Abstract Activated B cells have the capacity to present antigen and induce immune responses as potent antigen‐presenting cells ( APC s). As in other APC s, antigen presentation by B cells involves antigen internalization, antigen processing, and peptide loading onto MHC molecules. However, while the mechanism of antigen processing has been studied extensively in other APC s, this pathway remains elusive in B cells. The aim of this study was to investigate the MHC class II processing pathway in CD 40‐activated B cells ( CD 40Bs), as a model for activated, antigen‐presenting B cells. Using CMV pp65 as a model antigen, we evaluated processing and presentation of the CD 4 + T‐cell epitope 509‐523 (K509) by human CD 40Bs in ELISPOT assays.
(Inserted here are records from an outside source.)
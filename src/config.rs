//! Runner configuration.
//!
//! Values are layered: built-in defaults, then a YAML file, then
//! `RPA_RUNNER__SECTION__KEY` environment variables.

use std::collections::BTreeMap;
use std::path::{Path, PathBuf};

use anyhow::{bail, Context, Result};
use rpa_lease_pool::{EnvironmentConfig, PoolConfig};
use rpa_scheduler::{RetryPolicy, SchedulerConfig};
use serde::{Deserialize, Serialize};
use serde_json::Value;
use tracing::debug;

pub const ENV_PREFIX: &str = "RPA_RUNNER__";
const LOCAL_CONFIG: &str = "config/rpa-runner.yaml";

#[derive(Clone, Debug, Default, PartialEq, Serialize, Deserialize)]
pub struct RunnerConfig {
    #[serde(default)]
    pub scheduler: SchedulerConfig,
    #[serde(default)]
    pub retry: RetryPolicy,
    #[serde(default)]
    pub pool: PoolConfig,
    #[serde(default)]
    pub logging: LoggingConfig,
    /// Environments registered with the lease pool at startup
    #[serde(default)]
    pub environments: Vec<EnvironmentConfig>,
}

#[derive(Clone, Debug, PartialEq, Eq, Serialize, Deserialize)]
pub struct LoggingConfig {
    #[serde(default = "default_level")]
    pub level: String,
    #[serde(default)]
    pub json: bool,
}

fn default_level() -> String {
    "info".to_string()
}

impl Default for LoggingConfig {
    fn default() -> Self {
        Self {
            level: default_level(),
            json: false,
        }
    }
}

impl RunnerConfig {
    /// Loads the layered configuration. An explicit `path` must exist; the
    /// fallback locations are optional.
    pub async fn load(path: Option<&Path>) -> Result<Self> {
        let base = match path {
            Some(path) => Some(Self::read_file(path).await?),
            None => match Self::discover() {
                Some(found) => Some(Self::read_file(&found).await?),
                None => None,
            },
        };
        let config = base.unwrap_or_default();
        config.apply_env_overrides(std::env::vars())
    }

    async fn read_file(path: &Path) -> Result<Self> {
        let text = tokio::fs::read_to_string(path)
            .await
            .with_context(|| format!("reading config file {}", path.display()))?;
        let config = serde_yaml::from_str(&text)
            .with_context(|| format!("parsing config file {}", path.display()))?;
        debug!(path = %path.display(), "configuration file loaded");
        Ok(config)
    }

    fn discover() -> Option<PathBuf> {
        let local = PathBuf::from(LOCAL_CONFIG);
        if local.is_file() {
            return Some(local);
        }
        let user = dirs::config_dir()?.join("rpa-runner").join("config.yaml");
        user.is_file().then_some(user)
    }

    /// Applies `RPA_RUNNER__SECTION__KEY=value` overrides. Values are parsed
    /// as JSON first and fall back to a plain string.
    pub fn apply_env_overrides<I>(self, vars: I) -> Result<Self>
    where
        I: IntoIterator<Item = (String, String)>,
    {
        let overrides: BTreeMap<String, String> = vars
            .into_iter()
            .filter_map(|(key, value)| key.strip_prefix(ENV_PREFIX).map(|rest| (rest.to_string(), value)))
            .collect();
        if overrides.is_empty() {
            return Ok(self);
        }

        let mut tree = serde_json::to_value(&self).context("serialising configuration")?;
        for (key, raw) in overrides {
            let path: Vec<String> = key.split("__").map(|part| part.to_ascii_lowercase()).collect();
            let value = serde_json::from_str(&raw).unwrap_or(Value::String(raw));
            set_path(&mut tree, &path, value).with_context(|| format!("applying {ENV_PREFIX}{key}"))?;
            debug!(key = %key, "configuration override applied");
        }
        serde_json::from_value(tree).context("configuration overrides do not fit the schema")
    }
}

fn set_path(tree: &mut Value, path: &[String], value: Value) -> Result<()> {
    let Some((last, parents)) = path.split_last() else {
        bail!("empty override key");
    };
    let mut cursor = tree;
    for part in parents {
        let Value::Object(map) = cursor else {
            bail!("{part} is not a section");
        };
        cursor = map
            .entry(part.clone())
            .or_insert_with(|| Value::Object(Default::default()));
    }
    match cursor {
        Value::Object(map) => {
            map.insert(last.clone(), value);
            Ok(())
        }
        _ => bail!("{last} has no parent section"),
    }
}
As expected, stimulation of specific CD 4 + T‐cell clones was attenuated after pretreatment of CD 40Bs with inhibitors of classic class II pathway components. However, proteasome inhibitors such as epoxomicin limited antigen presentation as well. This suggests that the antigen is processed in a non‐classical, cytosolic MHC class II pathway. Further experiments with truncated protein variants revealed involvement of the proteasome in processing of the N and C extensions of the epitope. Access to the cytosol was shown to be size dependent. Epoxomicin sensitivity exclusively in CD 40B cells, but not in dendritic cells, suggests a novel processing mechanism unique to this APC . Our data suggest that B cells process antigen using a distinct, non‐classical class II pathway.